Als übergeordneter Trend hierzu ist zu beobachten, dass die Kooperation zwischen Disziplinen wie System-, Anwendungs- und Netzwerk-Management sowie dem Sicherheits-Management im Unternehmen vorangetrieben werden sollte. Denn es ist unerheblich, ob ein fehlerhafter Server eine Störung der Geschäftstätigkeit verursachte oder ob es ein Virus oder Trojaner war.

? Phishing, also das Ergaunern von Passwörtern und Zugangsdaten, ist zurzeit ein heißes Thema. Wie sieht der Schutz vor dieser Art Missbrauch aus?

Liess: Derzeit wird die Einführung von "Two-Factor Authentification" (TFA) propagiert, ein Verfahren, mit dem sichergestellt werden soll, dass bei Diensten, die über das Internet abgewickelt werden (wie Homebanking), nur tatsächlich vorgesehene Kunden Berechtigung hierfür erhalten und keine Angreifer. Dazu werden mit TFA für Transaktionen in Zukunft zwei sichere Verbindungen aufgebaut.

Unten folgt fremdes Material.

//! Configuration blocks and the composer that builds them.
//!
//! # Responsibilities
//! - Record beans, listeners, property bindings and server settings in
//!   declaration order
//! - Compose blocks by reference with `enable`
//! - Flatten enabled and profile-conditional blocks into one merged
//!   configuration at realization
//!
//! # Design Decisions
//! - A block is an immutable `Arc` snapshot; enabling it twice shares it
//! - Build-time errors (bad prefix, empty profile name) fail `configuration()`
//! - Merge conflicts surface only when flattening, never at `enable` time

use std::sync::Arc;

use serde::de::DeserializeOwned;

use crate::config::error::ConfigError;
use crate::config::profiles::Profiles;
use crate::config::schema::WebClientConfig;
use crate::config::server::{ServerConfig, ServerDsl};
use crate::context::{
    ApplicationContext, ApplicationEvent, BeanDefinition, BeansDsl, BoxError, ListenerRegistration,
};
use crate::http::client::WebClient;

#[derive(Debug)]
enum Part {
    Bean(BeanDefinition),
    Listener(ListenerRegistration),
    Properties {
        prefix: String,
        definition: BeanDefinition,
    },
    Server(Arc<ServerConfig>),
    Enable(ConfigurationBlock),
    Profile {
        profile: String,
        block: ConfigurationBlock,
    },
}

/// A named, immutable unit of configuration.
#[derive(Debug, Clone)]
pub struct ConfigurationBlock {
    name: String,
    parts: Arc<Vec<Part>>,
}

/// Everything the enabled blocks contribute under the active profiles.
#[derive(Debug, Default)]
pub struct MergedConfiguration {
    pub beans: Vec<BeanDefinition>,
    pub listeners: Vec<ListenerRegistration>,
    pub property_prefixes: Vec<String>,
    /// Declaring block name and its server settings.
    pub server: Option<(String, Arc<ServerConfig>)>,
}

impl ConfigurationBlock {
    pub fn name(&self) -> &str {
        &self.name
    }

    /// Merge this block, in declaration order, into `merged`.
    pub fn flatten_into(
        &self,
        profiles: &Profiles,
        merged: &mut MergedConfiguration,
    ) -> Result<(), ConfigError> {
        for part in self.parts.iter() {
            match part {
                Part::Bean(definition) => merged.beans.push(definition.clone()),
                Part::Listener(listener) => merged.listeners.push(listener.clone()),
                Part::Properties { prefix, definition } => {
                    merged.property_prefixes.push(prefix.clone());
                    merged.beans.push(definition.clone());
                }
                Part::Server(config) => {
                    if let Some((first, _)) = &merged.server {
                        return Err(ConfigError::AmbiguousServerConfig {
                            first: first.clone(),
                            second: self.name.clone(),
                        });
                    }
                    merged.server = Some((self.name.clone(), config.clone()));
                }
                Part::Enable(block) => block.flatten_into(profiles, merged)?,
                Part::Profile { profile, block } => {
                    if profiles.contains(profile) {
                        tracing::debug!(block = %self.name, profile = %profile, "Profile block active");
                        block.flatten_into(profiles, merged)?;
                    }
                }
            }
        }
        Ok(())
    }

    /// Convenience wrapper around [`flatten_into`](Self::flatten_into).
    pub fn flatten(&self, profiles: &Profiles) -> Result<MergedConfiguration, ConfigError> {
        let mut merged = MergedConfiguration::default();
        self.flatten_into(profiles, &mut merged)?;
        Ok(merged)
    }
}

/// Receiver of `configuration { }`.
#[derive(Debug)]
pub struct ConfigurationDsl {
    name: String,
    parts: Vec<Part>,
    error: Option<ConfigError>,
}

impl ConfigurationDsl {
    pub(crate) fn new(name: impl Into<String>) -> Self {
        Self {
            name: name.into(),
            parts: Vec::new(),
            error: None,
        }
    }

    pub fn name(&mut self, name: impl Into<String>) -> &mut Self {
        self.name = name.into();
        self
    }

    pub fn beans(&mut self, f: impl FnOnce(&mut BeansDsl)) -> &mut Self {
        let mut beans = BeansDsl::new();
        f(&mut beans);
        self.parts
            .extend(beans.into_definitions().into_iter().map(Part::Bean));
        self
    }

    /// Register a callback for events of type `E`.
    pub fn listener<E, F>(&mut self, f: F) -> &mut Self
    where
        E: ApplicationEvent,
        F: Fn(&E, &ApplicationContext) -> Result<(), BoxError> + Send + Sync + 'static,
    {
        self.parts.push(Part::Listener(ListenerRegistration::new(f)));
        self
    }

    /// Bind the properties under `prefix` to a bean of type `T`.
    pub fn configuration_properties<T>(&mut self, prefix: &str) -> &mut Self
    where
        T: DeserializeOwned + Send + Sync + 'static,
    {
        if let Err(reason) = check_prefix(prefix) {
            self.fail(ConfigError::InvalidPropertyPrefix {
                prefix: prefix.to_string(),
                reason,
            });
            return self;
        }
        let bound = prefix.to_string();
        let definition = BeanDefinition::new(move |ctx: &ApplicationContext| {
            ctx.properties().bind::<T>(&bound).map_err(BoxError::from)
        });
        self.parts.push(Part::Properties {
            prefix: prefix.to_string(),
            definition,
        });
        self
    }

    pub fn server(&mut self, f: impl FnOnce(&mut ServerDsl)) -> &mut Self {
        let mut dsl = ServerDsl::default();
        f(&mut dsl);
        self.parts.push(Part::Server(Arc::new(dsl.into_config())));
        self
    }

    /// Register a [`WebClient`] bean.
    pub fn web_client(&mut self, f: impl FnOnce(&mut WebClientConfig)) -> &mut Self {
        let mut config = WebClientConfig::default();
        f(&mut config);
        let definition = BeanDefinition::new(move |_ctx: &ApplicationContext| {
            WebClient::new(&config).map_err(BoxError::from)
        });
        self.parts.push(Part::Bean(definition));
        self
    }

    /// Merge a previously built block into this one.
    pub fn enable(&mut self, block: &ConfigurationBlock) -> &mut Self {
        self.parts.push(Part::Enable(block.clone()));
        self
    }

    /// Contribute a nested block only when `profile` is active.
    pub fn profile(&mut self, profile: &str, f: impl FnOnce(&mut ConfigurationDsl)) -> &mut Self {
        if profile.trim().is_empty() {
            self.fail(ConfigError::EmptyProfileName);
            return self;
        }
        let mut nested = ConfigurationDsl::new(format!("{}[{}]", self.name, profile));
        f(&mut nested);
        match nested.build() {
            Ok(block) => self.parts.push(Part::Profile {
                profile: profile.to_string(),
                block,
            }),
            Err(e) => self.fail(e),
        }
        self
    }

    fn fail(&mut self, error: ConfigError) {
        tracing::debug!(block = %self.name, error = %error, "Rejected configuration entry");
        if self.error.is_none() {
            self.error = Some(error);
        }
    }

    pub(crate) fn build(self) -> Result<ConfigurationBlock, ConfigError> {
        if let Some(error) = self.error {
            return Err(error);
        }
        Ok(ConfigurationBlock {
            name: self.name,
            parts: Arc::new(self.parts),
        })
    }
}

/// Build a detached configuration block.
///
/// ```ignore
/// let data = configuration(|c| {
///     c.name("data").beans(|b| {
///         b.instance(UserRepository::default());
///     });
/// })?;
/// ```
pub fn configuration(f: impl FnOnce(&mut ConfigurationDsl)) -> Result<ConfigurationBlock, ConfigError> {
    let mut dsl = ConfigurationDsl::new("configuration");
    f(&mut dsl);
    dsl.build()
}

/// Prefixes are dot-separated, non-empty segments of lowercase
/// alphanumerics, `-` or `_`.
fn check_prefix(prefix: &str) -> Result<(), &'static str> {
    if prefix.is_empty() {
        return Err("must not be empty");
    }
    for segment in prefix.split('.') {
        if segment.is_empty() {
            return Err("contains an empty segment");
        }
        if !segment
            .chars()
            .all(|c| c.is_ascii_lowercase() || c.is_ascii_digit() || c == '-' || c == '_')
        {
            return Err("only lowercase letters, digits, '-' and '_' are allowed");
        }
    }
    Ok(())
}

Einmal kann es den bisher bekannten Weg mit Passwort und TAN oder PIN geben, und zusätzlich wird über eine zweite Verbindung ein weiterer Authentifizierungs-Schlüssel verlangt. Das Verfahren ist dynamisch, und der zweite Code berechtigt zum einmaligen Systemzugriff und ist üblicherweise nur einige wenige Sekunden gültig.

?Wie können sich Banken gegen Bedrohungen von innen und gegen Social Engineering schützen? Bei Letzterem knüpfen Hacker soziale Kontakte zu Mitarbeitern, um so an sicherheitsrelevante Informationen zu gelangen.

Liess: Die Bedrohung aus den eigenen Reihen ist ein Riesenproblem und rangiert neben den komplexer werdenden Angriffen an Platz zwei in den Köpfen von CIOs. Die Palette reicht von gutgläubigen Mitarbeitern, die fahrlässig mit sensiblen Informationen umgehen, bis hin zu Personen, die sich an ihrem Arbeitgeber rächen möchten.

Hier hilft nur, Sicherheits-Policies zu implementieren, die sich aus rechtlichen Vorgaben und den unternehmensspezifischen Bedürfnissen zusammensetzen. Diese Policies müssen im Unternehmen kommuniziert werden. Darüber hinaus sind Trainings, Schulungen und interne Sicherheits-Workshops für die permanente Aufklärung nötig, um die Mitarbeiter entsprechend zu sensibilisieren.